Johannes Cassianus
Johannes Cassianus [1]
(Also Called Joannes Massiliensis, Joannes Eremita), according to Gennadius (De Vir. Illust. 100:61), a Scythian; but the more likely view makes him a native of Marseilles. He was brought up at the celebrated monastery of Bethlehem (q.v.), under Germanus, with whom, about A.D. 390, he went to visit the hermits of Egypt, among whom he lived several years. In 403 he went to Constantinople, where he listened to Chrysostom, who ordained him deacon. About 415 he founded a monastery at Marseilles for monks and another for nuns; the first is the celebrated abbey of St. Victor. He may thus be considered as the founder of monachism in the West; and his treatise De Institutis Coenobiorum, libri 12, afforded a code by which the monasteries were long after ruled (transl. into French by Saligny, Paris, 1667, 8vo). Cassianus, according to different writers, died (aged 97) in 440, or 448, or 435.
The Chronicle of Prosper represents him as alive in 433. Some churches honor him as a saint on the 23d of July, though he was never canonized. He was a strong opponent of Augustine's doctrine of predestination, but at the same time, by recognising the universal corruption of human nature, he opposed Pelagius just as strongly. (See his Collationes Patrum.) He admitted the necessity of preventing and assisting grace, but held that, in most men, faith and good will, and the desire of conversion, wrought by natural strength alone, precede such grace, and prepare the mind to receive it; and that such first efforts of the natural man cannot indeed deserve the gift of grace, but assist to the obtaining of it. "His attention was turned to experience; he observed religious natures; a system of mere logical speculation had no charms for him. His doctrines, which are scattered through his writings, were designed to represent in its simplicity the faith of the Galilean fishermen, which had been garbled by Ciceronian eloquence. Free will and grace agreed, and hence there was an opposing onesidedness which maintained either grace alone, or free will alone. Augustine and Pelagius were each wrong in their own way. The idea of the divine justice in the determination of man's lot after the first transgression did not preponderate in Cassian's writings as in Augustine's, but the idea of a disciplinary divine love, by the leadings of which men are to be led to repentance.

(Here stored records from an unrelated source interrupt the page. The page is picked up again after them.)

//! Socket addresses.
//!
//! Conversion between the BSD `sockaddr` representation, [`SockAddr`], and
//! the address type of the stack, [`IpAddress`].

use std::mem::{size_of, zeroed};
use std::net::{IpAddr, Ipv6Addr, SocketAddr, SocketAddrV4, SocketAddrV6};
use std::{fmt, io, ptr};

use crate::errno;
use crate::stack::IpAddress;

/// BSD socket address.
///
/// Wraps a `sockaddr_storage` and the length of the address stored in it.
/// Port and IPv4 address are stored in network byte order, like the OS does.
#[derive(Copy, Clone)]
pub struct SockAddr {
    storage: libc::sockaddr_storage,
    length: libc::socklen_t,
}

impl SockAddr {
    /// Create an `AF_UNSPEC` address.
    ///
    /// Passing this to [`NetworkingCore::connect`] dissolves the association
    /// of a datagram socket.
    ///
    /// [`NetworkingCore::connect`]: crate::NetworkingCore::connect
    pub fn unspecified() -> SockAddr {
        // SAFETY: all zeroes is a valid `sockaddr_storage`.
        let mut storage: libc::sockaddr_storage = unsafe { zeroed() };
        storage.ss_family = libc::AF_UNSPEC as libc::sa_family_t;
        SockAddr {
            storage,
            length: size_of::<libc::sa_family_t>() as libc::socklen_t,
        }
    }

    /// Create an address by copying `length` bytes from `address`.
    ///
    /// # Safety
    ///
    /// Caller must ensure that `address` points to at least `length`
    /// initialised bytes.
    pub unsafe fn from_raw(
        address: *const libc::sockaddr,
        length: libc::socklen_t,
    ) -> io::Result<SockAddr> {
        if (length as usize) > size_of::<libc::sockaddr_storage>()
            || (length as usize) < size_of::<libc::sa_family_t>()
        {
            return Err(errno::error(libc::EINVAL));
        }
        // SAFETY: all zeroes is a valid `sockaddr_storage`.
        let mut storage: libc::sockaddr_storage = unsafe { zeroed() };
        // SAFETY: checked the length above, caller ensures `address` is valid.
        unsafe {
            ptr::copy_nonoverlapping(
                address.cast::<u8>(),
                ptr::addr_of_mut!(storage).cast::<u8>(),
                length as usize,
            );
        }
        Ok(SockAddr { storage, length })
    }

    /// Link layer address for `interface`, used with `AF_PACKET` sockets.
    #[cfg(any(target_os = "android", target_os = "linux"))]
    pub fn link(interface: usize, protocol: u16) -> SockAddr {
        // SAFETY: all zeroes is a valid `sockaddr_storage`.
        let mut storage: libc::sockaddr_storage = unsafe { zeroed() };
        // SAFETY: `sockaddr_storage` is large enough and suitably aligned for
        // all address types.
        let ll = unsafe { &mut *ptr::addr_of_mut!(storage).cast::<libc::sockaddr_ll>() };
        ll.sll_family = libc::AF_PACKET as libc::c_ushort;
        ll.sll_protocol = protocol.to_be();
        ll.sll_ifindex = interface as libc::c_int;
        SockAddr {
            storage,
            length: size_of::<libc::sockaddr_ll>() as libc::socklen_t,
        }
    }

    /// Address family, e.g. `AF_INET`.
    pub fn family(&self) -> libc::c_int {
        libc::c_int::from(self.storage.ss_family)
    }

    /// Length of the address in bytes.
    pub const fn len(&self) -> libc::socklen_t {
        self.length
    }

    /// Pointer to the address, valid for [`SockAddr::len`] bytes.
    pub fn as_ptr(&self) -> *const libc::sockaddr {
        ptr::addr_of!(self.storage).cast()
    }

    /// Returns the address as `SocketAddr`, if it's an IPv4 or IPv6 address.
    pub fn as_socket_addr(&self) -> Option<SocketAddr> {
        let (address, port) = to_native(self, self.family()).ok()?;
        Some(SocketAddr::new(IpAddr::from(address), port))
    }

    /// Interface index of a link layer address.
    #[cfg(any(target_os = "android", target_os = "linux"))]
    pub fn interface(&self) -> Option<usize> {
        if self.family() != libc::AF_PACKET
            || (self.length as usize) < size_of::<libc::sockaddr_ll>()
        {
            return None;
        }
        // SAFETY: checked the family and length above.
        let ll = unsafe { &*self.as_ptr().cast::<libc::sockaddr_ll>() };
        usize::try_from(ll.sll_ifindex).ok()
    }
}

impl From<SocketAddr> for SockAddr {
    fn from(address: SocketAddr) -> SockAddr {
        // SAFETY: all zeroes is a valid `sockaddr_storage`.
        let mut storage: libc::sockaddr_storage = unsafe { zeroed() };
        let length = match address {
            SocketAddr::V4(address) => {
                // SAFETY: `sockaddr_storage` is large enough and suitably
                // aligned for a `sockaddr_in`.
                let sin = unsafe { &mut *ptr::addr_of_mut!(storage).cast::<libc::sockaddr_in>() };
                sin.sin_family = libc::AF_INET as libc::sa_family_t;
                sin.sin_port = address.port().to_be();
                sin.sin_addr = libc::in_addr {
                    s_addr: u32::from_ne_bytes(address.ip().octets()),
                };
                size_of::<libc::sockaddr_in>()
            }
            SocketAddr::V6(address) => {
                // SAFETY: see above.
                let sin6 =
                    unsafe { &mut *ptr::addr_of_mut!(storage).cast::<libc::sockaddr_in6>() };
                sin6.sin6_family = libc::AF_INET6 as libc::sa_family_t;
                sin6.sin6_port = address.port().to_be();
                sin6.sin6_addr = libc::in6_addr {
                    s6_addr: address.ip().octets(),
                };
                sin6.sin6_flowinfo = address.flowinfo();
                sin6.sin6_scope_id = address.scope_id();
                size_of::<libc::sockaddr_in6>()
            }
        };
        SockAddr {
            storage,
            length: length as libc::socklen_t,
        }
    }
}

impl From<SocketAddrV4> for SockAddr {
    fn from(address: SocketAddrV4) -> SockAddr {
        SockAddr::from(SocketAddr::V4(address))
    }
}

impl From<SocketAddrV6> for SockAddr {
    fn from(address: SocketAddrV6) -> SockAddr {
        SockAddr::from(SocketAddr::V6(address))
    }
}

impl fmt::Debug for SockAddr {
    fn fmt(&self, f: &mut fmt::Formatter<'_>) -> fmt::Result {
        match self.as_socket_addr() {
            Some(address) => address.fmt(f),
            None => f
                .debug_struct("SockAddr")
                .field("family", &self.family())
                .field("length", &self.length)
                .finish(),
        }
    }
}

/// Convert `address` into the representation used by the stack.
///
/// Returns `EAFNOSUPPORT` if the address isn't of `family` and `EINVAL` if
/// the address is too short.
pub(crate) fn to_native(address: &SockAddr, family: libc::c_int) -> io::Result<(IpAddress, u16)> {
    if address.family() != family {
        return Err(errno::error(libc::EAFNOSUPPORT));
    }
    match family {
        libc::AF_INET => {
            if (address.length as usize) < size_of::<libc::sockaddr_in>() {
                return Err(errno::error(libc::EINVAL));
            }
            // SAFETY: checked the family and length above.
            let sin = unsafe { &*address.as_ptr().cast::<libc::sockaddr_in>() };
            let ip = u32::from_be(sin.sin_addr.s_addr);
            Ok((IpAddress::V4(ip), u16::from_be(sin.sin_port)))
        }
        libc::AF_INET6 => {
            if (address.length as usize) < size_of::<libc::sockaddr_in6>() {
                return Err(errno::error(libc::EINVAL));
            }
            // SAFETY: checked the family and length above.
            let sin6 = unsafe { &*address.as_ptr().cast::<libc::sockaddr_in6>() };
            let ip = IpAddress::from(IpAddr::V6(Ipv6Addr::from(sin6.sin6_addr.s6_addr)));
            Ok((ip, u16::from_be(sin6.sin6_port)))
        }
        _ => Err(errno::error(libc::EAFNOSUPPORT)),
    }
}

/// Convert an address of the stack into a [`SockAddr`].
pub(crate) fn from_native(address: IpAddress, port: u16) -> SockAddr {
    match IpAddr::from(address) {
        IpAddr::V4(ip) => SockAddr::from(SocketAddrV4::new(ip, port)),
        IpAddr::V6(ip) => SockAddr::from(SocketAddrV6::new(ip, port, 0, 0)),
    }
}

/// Wildcard address for `family`.
pub(crate) const fn any_address(family: libc::c_int) -> IpAddress {
    if family == libc::AF_INET6 {
        IpAddress::V6_ANY
    } else {
        IpAddress::V4_ANY
    }
}

#[test]
fn ipv4_round_trip_uses_network_byte_order() {
    let address = SockAddr::from("192.168.1.10:5000".parse::<SocketAddr>().unwrap());
    assert_eq!(address.family(), libc::AF_INET);
    assert_eq!(address.len() as usize, size_of::<libc::sockaddr_in>());

    // SAFETY: created as IPv4 address above.
    let sin = unsafe { &*address.as_ptr().cast::<libc::sockaddr_in>() };
    assert_eq!(sin.sin_port, 5000u16.to_be());
    assert_eq!(sin.sin_addr.s_addr.to_ne_bytes(), [192, 168, 1, 10]);

    let (ip, port) = to_native(&address, libc::AF_INET).unwrap();
    assert_eq!(ip, IpAddress::V4(0xC0A8_010A));
    assert_eq!(port, 5000);
}

#[test]
fn ipv6_to_native() {
    let address = SockAddr::from("[2001:db8::1]:80".parse::<SocketAddr>().unwrap());
    let (ip, port) = to_native(&address, libc::AF_INET6).unwrap();
    assert_eq!(ip, IpAddress::V6([0x2001_0db8, 0, 0, 1]));
    assert_eq!(port, 80);
    assert_eq!(
        from_native(ip, port).as_socket_addr(),
        Some("[2001:db8::1]:80".parse().unwrap())
    );
}

#[test]
fn wrong_family_is_rejected() {
    let address = SockAddr::from("127.0.0.1:1".parse::<SocketAddr>().unwrap());
    let err = to_native(&address, libc::AF_INET6).unwrap_err();
    assert_eq!(err.raw_os_error(), Some(libc::EAFNOSUPPORT));
}

#[test]
fn short_address_is_rejected() {
    let full = SockAddr::from("127.0.0.1:1".parse::<SocketAddr>().unwrap());
    // SAFETY: `full` is valid for more bytes than we copy.
    let short = unsafe { SockAddr::from_raw(full.as_ptr(), 4) }.unwrap();
    let err = to_native(&short, libc::AF_INET).unwrap_err();
    assert_eq!(err.raw_os_error(), Some(libc::EINVAL));
}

He appeals also to the mysteriousness of God's ways, but not as concerns predestination, but the variety of the leadings by which God leads different individuals to salvation.

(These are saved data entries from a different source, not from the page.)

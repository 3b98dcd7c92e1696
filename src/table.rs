//! Socket descriptor table.
//!
//! Fixed size arena of [`Socket`]s. A socket is identified by its [`Index`]
//! in the table, its file descriptor is the index plus a fixed offset.

use std::fmt;
use std::os::fd::RawFd;
use std::time::Duration;

use crate::queue::ReceiveQueue;
use crate::stack::{IpAddress, NativeSocket};

/// Index into the [`Table`].
#[derive(Copy, Clone, Debug, Eq, PartialEq, Hash)]
pub(crate) struct Index(pub(crate) usize);

/// [`Index`] combined with the generation of the slot at the time the handle
/// was created.
///
/// Used by blocking calls to detect the socket being closed (and possibly the
/// slot being reused) while they were suspended.
#[derive(Copy, Clone, Debug, Eq, PartialEq)]
pub(crate) struct Handle {
    pub(crate) index: Index,
    generation: u32,
}

/// Status flags of a socket.
#[derive(Copy, Clone, Default, Eq, PartialEq)]
pub(crate) struct Flags(u32);

impl Flags {
    pub(crate) const IN_USE: Flags = Flags(1 << 0);
    pub(crate) const BOUND: Flags = Flags(1 << 1);
    pub(crate) const CONNECTED: Flags = Flags(1 << 2);
    pub(crate) const CONNECTION_INPROGRESS: Flags = Flags(1 << 3);
    pub(crate) const CONNECTION_REQUEST: Flags = Flags(1 << 4);
    pub(crate) const ERROR: Flags = Flags(1 << 5);
    pub(crate) const DISCONNECTION_REQUEST: Flags = Flags(1 << 6);
    pub(crate) const ENABLE_LISTEN: Flags = Flags(1 << 7);
    pub(crate) const CLIENT: Flags = Flags(1 << 8);
    pub(crate) const SERVER_MASTER: Flags = Flags(1 << 9);
    pub(crate) const SERVER_SECONDARY: Flags = Flags(1 << 10);
    pub(crate) const NON_BLOCKING: Flags = Flags(1 << 11);
    pub(crate) const REUSEADDR: Flags = Flags(1 << 12);
    pub(crate) const RAW_SOCKET: Flags = Flags(1 << 13);
    pub(crate) const TX_HDR_INCLUDE: Flags = Flags(1 << 14);
    pub(crate) const RX_NO_HDR: Flags = Flags(1 << 15);

    const NAMES: [(Flags, &'static str); 16] = [
        (Flags::IN_USE, "IN_USE"),
        (Flags::BOUND, "BOUND"),
        (Flags::CONNECTED, "CONNECTED"),
        (Flags::CONNECTION_INPROGRESS, "CONNECTION_INPROGRESS"),
        (Flags::CONNECTION_REQUEST, "CONNECTION_REQUEST"),
        (Flags::ERROR, "ERROR"),
        (Flags::DISCONNECTION_REQUEST, "DISCONNECTION_REQUEST"),
        (Flags::ENABLE_LISTEN, "ENABLE_LISTEN"),
        (Flags::CLIENT, "CLIENT"),
        (Flags::SERVER_MASTER, "SERVER_MASTER"),
        (Flags::SERVER_SECONDARY, "SERVER_SECONDARY"),
        (Flags::NON_BLOCKING, "NON_BLOCKING"),
        (Flags::REUSEADDR, "REUSEADDR"),
        (Flags::RAW_SOCKET, "RAW_SOCKET"),
        (Flags::TX_HDR_INCLUDE, "TX_HDR_INCLUDE"),
        (Flags::RX_NO_HDR, "RX_NO_HDR"),
    ];

    pub(crate) const fn contains(self, other: Flags) -> bool {
        self.0 & other.0 == other.0
    }

    pub(crate) const fn intersects(self, other: Flags) -> bool {
        self.0 & other.0 != 0
    }

    pub(crate) const fn union(self, other: Flags) -> Flags {
        Flags(self.0 | other.0)
    }

    pub(crate) fn insert(&mut self, other: Flags) {
        self.0 |= other.0;
    }

    pub(crate) fn remove(&mut self, other: Flags) {
        self.0 &= !other.0;
    }

    pub(crate) fn set(&mut self, other: Flags, enable: bool) {
        if enable {
            self.insert(other);
        } else {
            self.remove(other);
        }
    }
}

impl std::ops::BitOr for Flags {
    type Output = Flags;

    fn bitor(self, rhs: Flags) -> Flags {
        Flags(self.0 | rhs.0)
    }
}

impl fmt::Debug for Flags {
    fn fmt(&self, f: &mut fmt::Formatter<'_>) -> fmt::Result {
        let mut first = true;
        for (flag, name) in Flags::NAMES {
            if self.contains(flag) {
                if !first {
                    f.write_str("|")?;
                }
                f.write_str(name)?;
                first = false;
            }
        }
        if first {
            f.write_str("(empty)")?;
        }
        Ok(())
    }
}

/// Kind of socket, from the type passed to `socket`.
#[derive(Copy, Clone, Debug, Eq, PartialEq)]
pub(crate) enum Kind {
    Stream,
    Datagram,
    Raw,
}

/// Role of a socket in the listen/accept pairing.
#[derive(Copy, Clone, Debug, Eq, PartialEq)]
pub(crate) enum Role {
    /// Client socket, or not (yet) listening.
    Standalone,
    /// Listening socket owned by the application, `secondary` performs the
    /// actual listen.
    Master { secondary: Index },
    /// Socket listening on behalf of one or more masters. `master` is the
    /// master the current connection request matched, `None` once the
    /// connection is handed to `accept` (or before any request matched).
    Secondary { master: Option<Index> },
}

/// Options set using `setsockopt` that only need to be stored.
#[derive(Copy, Clone, Debug, Default)]
pub(crate) struct Options {
    pub(crate) receive_timeout: Option<Duration>,
    pub(crate) send_timeout: Option<Duration>,
    pub(crate) linger: Option<u32>,
    pub(crate) keep_alive: bool,
    pub(crate) broadcast: bool,
    pub(crate) no_delay: bool,
}

/// A socket descriptor.
#[derive(Debug)]
pub(crate) struct Socket {
    pub(crate) flags: Flags,
    pub(crate) family: libc::c_int,
    pub(crate) kind: Kind,
    /// IP protocol number, or the ethernet protocol for `AF_PACKET`.
    pub(crate) protocol: u16,
    pub(crate) role: Role,
    /// Native TCP or UDP socket, `None` for raw sockets.
    pub(crate) native: Option<NativeSocket>,
    pub(crate) local_port: u16,
    /// Interface the socket is bound to, `None` for any interface.
    pub(crate) local_interface: Option<usize>,
    pub(crate) peer: Option<(IpAddress, u16)>,
    pub(crate) queue: ReceiveQueue,
    /// Sticky error, only valid if the `ERROR` flag is set.
    error: i32,
    /// Backlog passed to `listen`, reused when re-arming.
    pub(crate) backlog: usize,
    pub(crate) options: Options,
}

impl Socket {
    pub(crate) fn new(family: libc::c_int, kind: Kind, protocol: u16, queue: ReceiveQueue) -> Socket {
        let mut flags = Flags::IN_USE;
        if let Kind::Raw = kind {
            flags.insert(Flags::RAW_SOCKET);
        }
        Socket {
            flags,
            family,
            kind,
            protocol,
            role: Role::Standalone,
            native: None,
            local_port: 0,
            local_interface: None,
            peer: None,
            queue,
            error: 0,
            backlog: 0,
            options: Options::default(),
        }
    }

    /// Latch `errno` as sticky error.
    pub(crate) fn set_error(&mut self, errno: i32) {
        self.error = errno;
        self.flags.insert(Flags::ERROR);
    }

    /// Read and clear the sticky error.
    pub(crate) fn take_error(&mut self) -> Option<i32> {
        if self.flags.contains(Flags::ERROR) {
            self.flags.remove(Flags::ERROR);
            Some(std::mem::take(&mut self.error))
        } else {
            None
        }
    }

    pub(crate) const fn has_error(&self) -> bool {
        self.flags.contains(Flags::ERROR)
    }

    pub(crate) const fn is_stream(&self) -> bool {
        matches!(self.kind, Kind::Stream)
    }

    pub(crate) const fn is_non_blocking(&self) -> bool {
        self.flags.contains(Flags::NON_BLOCKING)
    }
}

#[derive(Debug)]
struct Slot {
    generation: u32,
    socket: Option<Socket>,
}

/// Returned by [`Table::allocate`] when all slots are in use.
#[derive(Debug)]
pub(crate) struct Exhausted;

/// The socket descriptor table.
pub(crate) struct Table {
    slots: Box<[Slot]>,
    /// Slot to start the next allocation probe at.
    next: usize,
    fd_start: RawFd,
}

impl Table {
    pub(crate) fn new(size: usize, fd_start: RawFd) -> Table {
        let slots = (0..size)
            .map(|_| Slot {
                generation: 0,
                socket: None,
            })
            .collect();
        Table {
            slots,
            next: 0,
            fd_start,
        }
    }

    /// Store `socket` in a free slot.
    ///
    /// Slots are probed round-robin starting after the slot last allocated,
    /// so a just released slot isn't handed out again immediately.
    pub(crate) fn allocate(&mut self, socket: Socket) -> Result<Index, Exhausted> {
        debug_assert!(socket.flags.contains(Flags::IN_USE));
        let len = self.slots.len();
        for i in 0..len {
            let n = (self.next + i) % len;
            let slot = &mut self.slots[n];
            if slot.socket.is_none() {
                slot.generation = slot.generation.wrapping_add(1);
                slot.socket = Some(socket);
                self.next = (n + 1) % len;
                log::trace!(index = n, generation = slot.generation; "allocated socket");
                return Ok(Index(n));
            }
        }
        Err(Exhausted)
    }

    /// Release the slot at `index`, returning the socket that was in it.
    pub(crate) fn release(&mut self, index: Index) -> Option<Socket> {
        let slot = self.slots.get_mut(index.0)?;
        let socket = slot.socket.take()?;
        slot.generation = slot.generation.wrapping_add(1);
        log::trace!(index = index.0; "released socket");
        Some(socket)
    }

    pub(crate) fn get(&self, index: Index) -> Option<&Socket> {
        self.slots.get(index.0)?.socket.as_ref()
    }

    pub(crate) fn get_mut(&mut self, index: Index) -> Option<&mut Socket> {
        self.slots.get_mut(index.0)?.socket.as_mut()
    }

    /// Create a handle for the socket at `index`.
    pub(crate) fn handle(&self, index: Index) -> Handle {
        Handle {
            index,
            generation: self.slots[index.0].generation,
        }
    }

    /// Returns the socket if `handle` still refers to the same socket.
    pub(crate) fn validate(&mut self, handle: Handle) -> Option<&mut Socket> {
        let slot = self.slots.get_mut(handle.index.0)?;
        if slot.generation == handle.generation {
            slot.socket.as_mut()
        } else {
            None
        }
    }

    /// Index of the in use socket with file descriptor `fd`.
    ///
    /// Armed secondaries are internal to the listen engine, they're never
    /// returned.
    pub(crate) fn lookup(&self, fd: RawFd) -> Option<Index> {
        let n = usize::try_from(fd.checked_sub(self.fd_start)?).ok()?;
        match self.slots.get(n) {
            Some(Slot {
                socket: Some(socket),
                ..
            }) if !socket.flags.contains(Flags::SERVER_SECONDARY) => Some(Index(n)),
            _ => None,
        }
    }

    /// Index for a back-pointer stored in a native socket, validating the
    /// range and liveness.
    pub(crate) fn from_reserved(&self, reserved: Option<usize>) -> Option<Index> {
        let n = reserved?;
        if n >= self.slots.len() {
            log::error!(index = n; "back-pointer of native socket out of range");
            return None;
        }
        self.slots[n].socket.as_ref().map(|_| Index(n))
    }

    pub(crate) fn fd(&self, index: Index) -> RawFd {
        self.fd_start + index.0 as RawFd
    }

    /// Iterate over all in use sockets.
    pub(crate) fn iter(&self) -> impl Iterator<Item = (Index, &Socket)> {
        self.slots
            .iter()
            .enumerate()
            .filter_map(|(n, slot)| slot.socket.as_ref().map(|socket| (Index(n), socket)))
    }

    /// Indices of all in use sockets.
    pub(crate) fn indices(&self) -> Vec<Index> {
        self.iter().map(|(index, _)| index).collect()
    }

    pub(crate) fn capacity(&self) -> usize {
        self.slots.len()
    }

    pub(crate) fn in_use(&self) -> usize {
        self.iter().count()
    }
}

impl fmt::Debug for Table {
    fn fmt(&self, f: &mut fmt::Formatter<'_>) -> fmt::Result {
        f.debug_struct("Table")
            .field("capacity", &self.slots.len())
            .field("in_use", &self.in_use())
            .field("next", &self.next)
            .field("fd_start", &self.fd_start)
            .finish()
    }
}

#[cfg(test)]
fn test_socket() -> Socket {
    Socket::new(libc::AF_INET, Kind::Datagram, 17, ReceiveQueue::new(5, 100))
}

#[test]
fn allocation_is_round_robin() {
    let mut table = Table::new(4, 32);
    let a = table.allocate(test_socket()).unwrap();
    let b = table.allocate(test_socket()).unwrap();
    assert_eq!(a, Index(0));
    assert_eq!(b, Index(1));

    // Releasing `a` doesn't make it the next slot handed out.
    assert!(table.release(a).is_some());
    let c = table.allocate(test_socket()).unwrap();
    assert_eq!(c, Index(2));
    let d = table.allocate(test_socket()).unwrap();
    assert_eq!(d, Index(3));
    // Wraps around to the free slot.
    let e = table.allocate(test_socket()).unwrap();
    assert_eq!(e, Index(0));
    assert!(table.allocate(test_socket()).is_err());
    assert_eq!(table.in_use(), 4);
}

#[test]
fn lookup_and_fd() {
    let mut table = Table::new(4, 32);
    let a = table.allocate(test_socket()).unwrap();
    assert_eq!(table.fd(a), 32);
    assert_eq!(table.lookup(32), Some(a));
    assert_eq!(table.lookup(33), None); // Not in use.
    assert_eq!(table.lookup(31), None); // Below the start.
    assert_eq!(table.lookup(100), None); // Above the end.
    assert_eq!(table.lookup(-1), None);
}

#[test]
fn handles_detect_reuse() {
    let mut table = Table::new(1, 32);
    let a = table.allocate(test_socket()).unwrap();
    let handle = table.handle(a);
    assert!(table.validate(handle).is_some());

    table.release(a).unwrap();
    assert!(table.validate(handle).is_none());
    let b = table.allocate(test_socket()).unwrap();
    assert_eq!(a, b);
    // Same slot, different socket.
    assert!(table.validate(handle).is_none());
}

#[test]
fn slots_are_free_or_fully_initialised() {
    let mut table = Table::new(3, 32);
    let a = table.allocate(test_socket()).unwrap();
    let _b = table.allocate(test_socket()).unwrap();
    table.release(a);
    for n in 0..table.capacity() {
        if let Some(socket) = table.get(Index(n)) {
            assert!(socket.flags.contains(Flags::IN_USE));
        }
    }
    assert!(table.from_reserved(Some(0)).is_none());
    assert_eq!(table.from_reserved(Some(1)), Some(Index(1)));
    assert!(table.from_reserved(Some(99)).is_none());
}

#[test]
fn sticky_error_is_read_once() {
    let mut socket = test_socket();
    assert_eq!(socket.take_error(), None);
    socket.set_error(libc::ECONNREFUSED);
    assert!(socket.has_error());
    assert_eq!(socket.take_error(), Some(libc::ECONNREFUSED));
    assert_eq!(socket.take_error(), None);
}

Nor is one law applicable to all; in some cases grace anticipates (gratia preseniens), in others a conflict precedes, and then divine help comes to them as grace. In no instance can divine grace operate independently of the free self-determination of man. As the husbandman must do his part, but all this avails nothing without the divine blessing, so man must do his part, yet this profits nothing without divine grace" (Neander, Hist. Dogmas, 2:377). Among his writings are Collationes Patrum, 24, in which Cassian introduces Germanus and other monks as interlocutors, with himself, in dialogues on various monastic and moral duties. In the 11th Conference, Cassian, under the person of Chaeremon, sets forth what has been called his semi-Pelagianism, viz. his views of predestination and grace. The 17th Conference defends occasional falsehood, as being not contrary to Scripture: "A lie is to be so esteemed and so used as if it possessed the nature of hellebore, which, if taken in an extreme case of disease, may be healthful, but if taken rashly, is the cause of instant death; people the most holy and most approved of God have used falsehood without blame," etc. The 20th shows several ways of obtaining remission of sins besides through the death and intercession of Christ.

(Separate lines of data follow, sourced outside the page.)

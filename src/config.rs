//! [`Config`]uration module.

use std::io;
use std::sync::Arc;
use std::time::Duration;

use crate::errno;
use crate::stack::Stack;
use crate::wakeup::FD_SETSIZE;
use crate::NetworkingCore;

/// Configuration of a [`NetworkingCore`].
///
/// Created by calling [`NetworkingCore::config`].
#[derive(Debug, Clone)]
#[must_use = "no core is created until `bsdsock::Config::build` is called"]
pub struct Config {
    pub(crate) max_sockets: usize,
    pub(crate) fd_start: i32,
    pub(crate) queue_packets: usize,
    pub(crate) queue_bytes: usize,
    pub(crate) min_backlog: usize,
    pub(crate) max_backlog: usize,
    pub(crate) timer_rate: Duration,
    pub(crate) connect_timeout: Option<Duration>,
    pub(crate) duplicate_raw_packets: bool,
}

impl Config {
    pub(crate) const fn new() -> Config {
        Config {
            max_sockets: 32,
            fd_start: 32,
            queue_packets: 5,
            queue_bytes: 65535,
            min_backlog: 1,
            max_backlog: 5,
            timer_rate: Duration::from_secs(1),
            connect_timeout: Some(Duration::from_secs(20)),
            duplicate_raw_packets: false,
        }
    }

    /// Set the number of sockets in the descriptor table.
    ///
    /// Defaults to 32. The table never grows, once all sockets are in use
    /// creating a socket fails with `ENFILE`.
    pub const fn with_max_sockets(mut self, sockets: usize) -> Self {
        self.max_sockets = sockets;
        self
    }

    /// Set the first file descriptor handed out, defaults to 32.
    ///
    /// Descriptors are `fd_start..fd_start + max_sockets`, which must fit in
    /// a [`FdSet`].
    ///
    /// [`FdSet`]: crate::FdSet
    pub const fn with_fd_start(mut self, fd_start: i32) -> Self {
        self.fd_start = fd_start;
        self
    }

    /// Set the maximum number of packets queued per socket, defaults to 5.
    ///
    /// Datagrams arriving at a full queue are dropped.
    pub const fn with_queue_packets(mut self, packets: usize) -> Self {
        self.queue_packets = packets;
        self
    }

    /// Set the maximum number of bytes queued per socket, defaults to 65535.
    ///
    /// Can be changed per socket using the `SO_RCVBUF` option.
    #[doc(alias = "SO_RCVBUF")]
    pub const fn with_queue_bytes(mut self, bytes: usize) -> Self {
        self.queue_bytes = bytes;
        self
    }

    /// Set the bounds the backlog passed to `listen` is clamped to.
    ///
    /// Defaults to `1..=5`.
    pub const fn with_backlog(mut self, min: usize, max: usize) -> Self {
        self.min_backlog = min;
        self.max_backlog = max;
        self
    }

    /// Set the rate at which the timeout sweeper runs, defaults to once per
    /// second.
    ///
    /// Also see [`NetworkingCore::start_sweeper`].
    pub const fn with_timer_rate(mut self, rate: Duration) -> Self {
        self.timer_rate = rate;
        self
    }

    /// Set the default timeout of blocking `connect` calls, defaults to 20
    /// seconds. `None` waits forever.
    ///
    /// The `SO_SNDTIMEO` option of a socket overrides this.
    pub const fn with_connect_timeout(mut self, timeout: Option<Duration>) -> Self {
        self.connect_timeout = timeout;
        self
    }

    /// Deliver raw packets to all matching raw sockets, instead of only the
    /// first one. Defaults to false.
    pub const fn duplicate_raw_packets(mut self, enable: bool) -> Self {
        self.duplicate_raw_packets = enable;
        self
    }

    /// Build a new [`NetworkingCore`] on top of `stack`.
    pub fn build<S: Stack>(self, stack: S) -> io::Result<Arc<NetworkingCore<S>>> {
        let fd_end = usize::try_from(self.fd_start)
            .ok()
            .and_then(|start| start.checked_add(self.max_sockets));
        if self.max_sockets == 0
            || !matches!(fd_end, Some(end) if end <= FD_SETSIZE)
            || self.queue_packets == 0
            || self.queue_bytes == 0
            || self.min_backlog == 0
            || self.min_backlog > self.max_backlog
            || self.timer_rate.is_zero()
        {
            return Err(errno::error(libc::EINVAL));
        }
        Ok(NetworkingCore::build(stack, self))
    }
}

impl Default for Config {
    fn default() -> Config {
        Config::new()
    }
}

He wrote also a treatise, De Incarnatione Christi, lib. 7, in confutation of Nestorius, about A.D. 430, at the request of Leo, afterwards bishop of Rome. Cassian maintains the propriety of the term "Mother of God." The Collationes were translated into French by Saligny (Paris, 1663, 8vo). His works were published at Basle in 1575; at Antwerp in 1578; at Rome (cura Petri Giacconii), 1580 and 1611, 8vo; at Douai (1616, two vols. 8vo), by Alardus Gazeus; reprinted at Leipsic 1722, fol. (the best edition). They are also in the Biblioth. Patrum, vol. 7. — Neander, Church Hist. 2:627-630; Hoefer, Nouv. Biographie Generale, 9:35; Dupin, Eccl. Writers, 5th century; Meier, Jean Cassian (Strasb. 1840); Wiggers, de Johanne Cassiano, etc. (Rostock, 1824, 1825); Wiggers, Augustinismus et Pelagianismus, 2:19, 47, etc.; also his article Cassianus, in Ersch u. Gruber's Eincyklop Ä die; Hagenbach, History of Doctrines, § 114; Lardner, Works 5:27; Clarke, Sacred Literature, 2:188.